Incremental extraction of association rules in applicative domains

Gallo, A.; Esposito, Roberto; Meo, Rosa; Botta, Marco

doi:10.1080/08839510701252486

In recent years, the KDD process has been advocated to be an iterative and interactive process. It is seldom the case that a user is able to answer immediately all his questions on date with a single query. On the contrary, the work-flow of the typical user consists of several steps in which he/she iteratively refines the extracted knowledge by inspecting previous results and posing new queries. Given this view of the KDD process, in order to reduce the computational effort, it becomes crucial to have KDD systems that are able to exploit past results. This is especially true in environments in which the system knowledge base is the result of many discoveries on data made separately by the collaborative effort of different users. In this paper, we consider the problem of mining frequent association rules from database relations. We first model a general, constraint-based, mining language for this task. Then, we propose an algorithm that answers such queries reusing past results.
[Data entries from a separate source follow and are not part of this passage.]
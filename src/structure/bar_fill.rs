//! Bar fill: how full the current measure is against the meter
//!
//! Feeds the bar-fill widget: one segment per beat, each 0-100 %, plus an
//! under/exact/over classification that picks the fill color.

use num_traits::{CheckedMul, CheckedSub};
use serde::{Deserialize, Serialize};

use super::duration::Rational;

/// A time signature
#[derive(Debug, Clone, Copy, PartialEq, Eq, Serialize, Deserialize)]
pub struct Meter {
    pub beats: i32,
    pub beat_unit: i32,
}

impl Meter {
    pub fn new(beats: i32, beat_unit: i32) -> Self {
        Self { beats, beat_unit }
    }

    pub fn common_time() -> Self {
        Self::new(4, 4)
    }

    /// Parse an `M:` value. `C` is 4/4, `C|` is 2/2, additive numerators
    /// (`2+3/8`) are summed, `none` is free meter. `None` if unreadable.
    pub fn from_field_value(value: &str) -> Option<MeterField> {
        let value = value.split('%').next().unwrap_or("").trim();

        match value {
            "C" => return Some(MeterField::Fixed(Meter::new(4, 4))),
            "C|" => return Some(MeterField::Fixed(Meter::new(2, 2))),
            "none" | "" => return Some(MeterField::Free),
            _ => {}
        }

        let (num, den) = value.split_once('/')?;
        let beats = num
            .trim()
            .trim_matches(|c| c == '(' || c == ')')
            .split('+')
            .map(|n| n.trim().parse::<i32>().ok())
            .sum::<Option<i32>>()?;
        let beat_unit = den.trim().parse::<i32>().ok()?;

        if !(1..=64).contains(&beats) || !(1..=64).contains(&beat_unit) {
            return None;
        }
        Some(MeterField::Fixed(Meter::new(beats, beat_unit)))
    }

    /// Length of one measure as a fraction of a whole note
    pub fn capacity(&self) -> Rational {
        Rational::new(i64::from(self.beats), i64::from(self.beat_unit))
    }

    /// Length of one beat as a fraction of a whole note
    pub fn beat(&self) -> Rational {
        Rational::new(1, i64::from(self.beat_unit))
    }
}

/// A parsed `M:` value
#[derive(Debug, Clone, Copy, PartialEq, Eq, Serialize, Deserialize)]
pub enum MeterField {
    Fixed(Meter),
    Free,
}

impl MeterField {
    pub fn meter(&self) -> Option<Meter> {
        match self {
            MeterField::Fixed(meter) => Some(*meter),
            MeterField::Free => None,
        }
    }
}

/// How the measure compares with its capacity
#[derive(Debug, Clone, Copy, PartialEq, Eq, Serialize, Deserialize)]
#[serde(rename_all = "lowercase")]
pub enum FillClass {
    Under,
    Exact,
    Over,
}

impl FillClass {
    pub fn classify(elapsed: Rational, capacity: Rational) -> Self {
        if elapsed < capacity {
            FillClass::Under
        } else if elapsed == capacity {
            FillClass::Exact
        } else {
            FillClass::Over
        }
    }

    /// Color slot for the widget
    pub fn css_class(&self) -> &'static str {
        match self {
            FillClass::Under => "bar-fill-under",
            FillClass::Exact => "bar-fill-exact",
            FillClass::Over => "bar-fill-over",
        }
    }
}

/// Widget data for one measure
#[derive(Debug, Clone, PartialEq, Eq, Serialize, Deserialize)]
pub struct BarFill {
    /// Percent filled, one entry per beat
    pub segments: Vec<u8>,
    pub class: FillClass,
}

/// Percent of `[start, end)` covered by `elapsed`. Comparisons cannot
/// overflow; only a partly filled beat needs arithmetic on `elapsed`.
fn beat_percent(elapsed: Rational, start: Rational, end: Rational, beat_unit: i32) -> u8 {
    if elapsed <= start {
        return 0;
    }
    if elapsed >= end {
        return 100;
    }

    // (elapsed - start) / beat * 100, with beat = 1/beat_unit
    let scale = Rational::from_integer(100 * i64::from(beat_unit));
    match elapsed.checked_sub(&start).and_then(|d| d.checked_mul(&scale)) {
        Some(percent) => percent.floor().to_integer().clamp(0, 100) as u8,
        None => {
            log::warn!("Bar fill of {} is too fine to compute, showing the beat empty", elapsed);
            0
        }
    }
}

/// Compute bar fill for an elapsed duration (fraction of a whole note)
pub fn bar_fill(elapsed: Rational, meter: Option<Meter>) -> BarFill {
    let Some(meter) = meter else {
        return BarFill {
            segments: Vec::new(),
            class: FillClass::Under,
        };
    };

    let beat = meter.beat();
    let segments = (0..meter.beats)
        .map(|i| {
            let start = beat * Rational::from_integer(i64::from(i));
            beat_percent(elapsed, start, start + beat, meter.beat_unit)
        })
        .collect();

    BarFill {
        segments,
        class: FillClass::classify(elapsed, meter.capacity()),
    }
}
//! ABC Authoring Assistant WASM API
//!
//! The JavaScript-facing surface. Every function takes the whole document
//! text and recomputes from scratch; the only state kept between calls is
//! the `ChordBar` widget object owned by the host.
//!
//! # Module Structure
//!
//! - `helpers`: Shared utilities for serialization, error handling, and logging
//! - `types`: Flattened result types
//! - `context`: Cursor context, measure duration, bar fill
//! - `chords`: Chord generation and the `ChordBar` widget
//! - `validation`: Document diagnostics

pub mod helpers;
pub mod types;
pub mod chords;
pub mod context;
pub mod validation;

pub use chords::{generate_chord, ChordBar};
pub use context::{analyze_cursor_js, measure_duration, resolve_context_js};
pub use validation::{validate_document_js, validate_tree_js};
//! Harmony: scale spelling and diatonic chord generation
//!
//! Degree-based rather than semitone-based: every key spells its seven
//! degrees by letter, and chords are built by stacking degrees on top of
//! that spelling.
//!
//! ## Modules
//!
//! - `scale`: the seven-note scale of a key, per-degree pitch class
//! - `chord`: chord-button tokens (triads through 13ths, cumulative/additive)

pub mod chord;
pub mod scale;

pub use chord::{
    chord_label, generate_chord, render_request, voice_chord, ChordRequest, ChordSpec,
    CompositionMode, Extension, TriadQuality, REST_TOKEN,
};
pub use scale::{note, scale, Scale};
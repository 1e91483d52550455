//! Diatonic scale spelling for a key
//!
//! Degrees are spelled by letter first: degree N of a scale always uses the
//! letter N-1 steps above the tonic letter, and the accidental is whatever
//! it takes to land on the semitone the mode's step pattern asks for.
//!
//! Example: in E major, degree 2 is F#; in Eb major, degree 4 is Ab.

use serde::{Deserialize, Serialize};

use crate::error::{AnalysisError, Result};
use crate::models::key::{Key, Mode};
use crate::models::pitch::{Accidental, PitchClass};
use crate::models::tonic::Tonic;

/// Whole/half step pattern of the major scale: W W H W W W H
const MAJOR_STEPS: [i32; 7] = [2, 2, 1, 2, 2, 2, 1];

/// Seven spelled degrees, degree 1 first
#[derive(Debug, Clone, Copy, PartialEq, Eq, Serialize, Deserialize)]
pub struct Scale {
    degrees: [PitchClass; 7],
}

impl Scale {
    /// Spell the scale of a key
    pub fn new(key: Key) -> Result<Self> {
        let offsets = mode_offsets(key.mode);
        let tonic_value = key.tonic.letter.semitone() + key.tonic.accidental.semitone_offset();

        let mut degrees = [key.tonic.pitch_class(); 7];
        for (i, offset) in offsets.iter().enumerate() {
            let letter = key.tonic.letter.step(i);
            let target = tonic_value + offset;
            // Distance from the natural letter, folded into -6..=5
            let delta = (target - letter.semitone() + 6).rem_euclid(12) - 6;
            let accidental = Accidental::from_offset(delta)
                .ok_or_else(|| AnalysisError::InvalidKey(key.to_string()))?;
            degrees[i] = PitchClass::new(letter, accidental);
        }

        Ok(Self { degrees })
    }

    /// Spell a scale from tonic and mode names (e.g. `"F#"`, `"minor"`)
    pub fn from_names(tonic: &str, mode: &str) -> Result<Self> {
        Self::new(Key::from_names(tonic, mode)?)
    }

    /// The seven degrees in order
    pub fn degrees(&self) -> &[PitchClass; 7] {
        &self.degrees
    }

    /// Pitch class of a 1-based degree; wraps modulo 7 (degree 8 = degree 1)
    pub fn note(&self, degree: i32) -> PitchClass {
        self.degrees[(degree - 1).rem_euclid(7) as usize]
    }
}

/// Semitone offsets from the tonic for each degree of a mode
fn mode_offsets(mode: Mode) -> [i32; 7] {
    let rotation = mode.rotation();
    let mut offsets = [0i32; 7];
    let mut acc = 0;
    for (i, offset) in offsets.iter_mut().enumerate() {
        *offset = acc;
        acc += MAJOR_STEPS[(rotation + i) % 7];
    }
    offsets
}

/// Scale of a key as an ordered list of seven pitch classes
pub fn scale(tonic: Tonic, mode: Mode) -> Result<Scale> {
    Scale::new(Key::new(tonic, mode))
}

/// Pitch class of a 1-based scale degree (octave is left to the caller)
pub fn note(tonic: Tonic, mode: Mode, degree: i32) -> Result<PitchClass> {
    Ok(scale(tonic, mode)?.note(degree))
}

#[cfg(test)]
mod tests {
    use super::*;

    fn names(scale: &Scale) -> Vec<String> {
        scale.degrees().iter().map(|p| p.to_string()).collect()
    }

    #[test]
    fn test_c_major() {
        let s = Scale::from_names("C", "major").unwrap();
        assert_eq!(names(&s), ["C", "D", "E", "F", "G", "A", "B"]);
    }

    #[test]
    fn test_sharp_and_flat_keys() {
        let s = Scale::from_names("E", "major").unwrap();
        assert_eq!(names(&s), ["E", "F#", "G#", "A", "B", "C#", "D#"]);

        let s = Scale::from_names("Eb", "major").unwrap();
        assert_eq!(names(&s), ["Eb", "F", "G", "Ab", "Bb", "C", "D"]);
    }

    #[test]
    fn test_modes_are_rotations() {
        let s = Scale::from_names("A", "minor").unwrap();
        assert_eq!(names(&s), ["A", "B", "C", "D", "E", "F", "G"]);

        let s = Scale::from_names("D", "dorian").unwrap();
        assert_eq!(names(&s), ["D", "E", "F", "G", "A", "B", "C"]);

        let s = Scale::from_names("G", "mixolydian").unwrap();
        assert_eq!(names(&s), ["G", "A", "B", "C", "D", "E", "F"]);

        let s = Scale::from_names("F#", "minor").unwrap();
        assert_eq!(names(&s), ["F#", "G#", "A", "B", "C#", "D", "E"]);
    }

    #[test]
    fn test_theoretical_keys_use_double_accidentals() {
        let s = Scale::from_names("D#", "major").unwrap();
        assert_eq!(names(&s), ["D#", "E#", "F##", "G#", "A#", "B#", "C##"]);
    }

    #[test]
    fn test_degree_wraps() {
        let s = Scale::from_names("G", "major").unwrap();
        assert_eq!(s.note(7).to_string(), "F#");

        for tonic in ["C", "G", "F#", "Bb", "Eb"] {
            for mode in ["major", "dorian", "lydian", "minor", "locrian"] {
                let s = Scale::from_names(tonic, mode).unwrap();
                for degree in 1..=7 {
                    assert_eq!(s.note(degree), s.degrees()[(degree - 1) as usize], "{} {}", tonic, mode);
                    assert_eq!(s.note(degree), s.note(degree + 7), "{} {}", tonic, mode);
                    assert_eq!(s.note(degree), s.note(degree - 7), "{} {}", tonic, mode);
                }
            }
        }
    }

    #[test]
    fn test_unknown_names_fail() {
        assert!(matches!(
            Scale::from_names("H", "major"),
            Err(AnalysisError::InvalidKey(_))
        ));
        assert!(matches!(
            Scale::from_names("C", "bogus"),
            Err(AnalysisError::InvalidKey(_))
        ));
    }
}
In particular, this solution is effective for a new class of constraints, called context dependent, which are more difficult than the traditionally studied item dependent constraints. Nevertheless, we show that some typical queries of important application domains, such as market stock trading, analysis of web log, and gene microarrays in bioinformatics, have context-dependent constraints. We show with a set of experiments in these application domains that the proposed solution with an incremental approach is both effective and viable.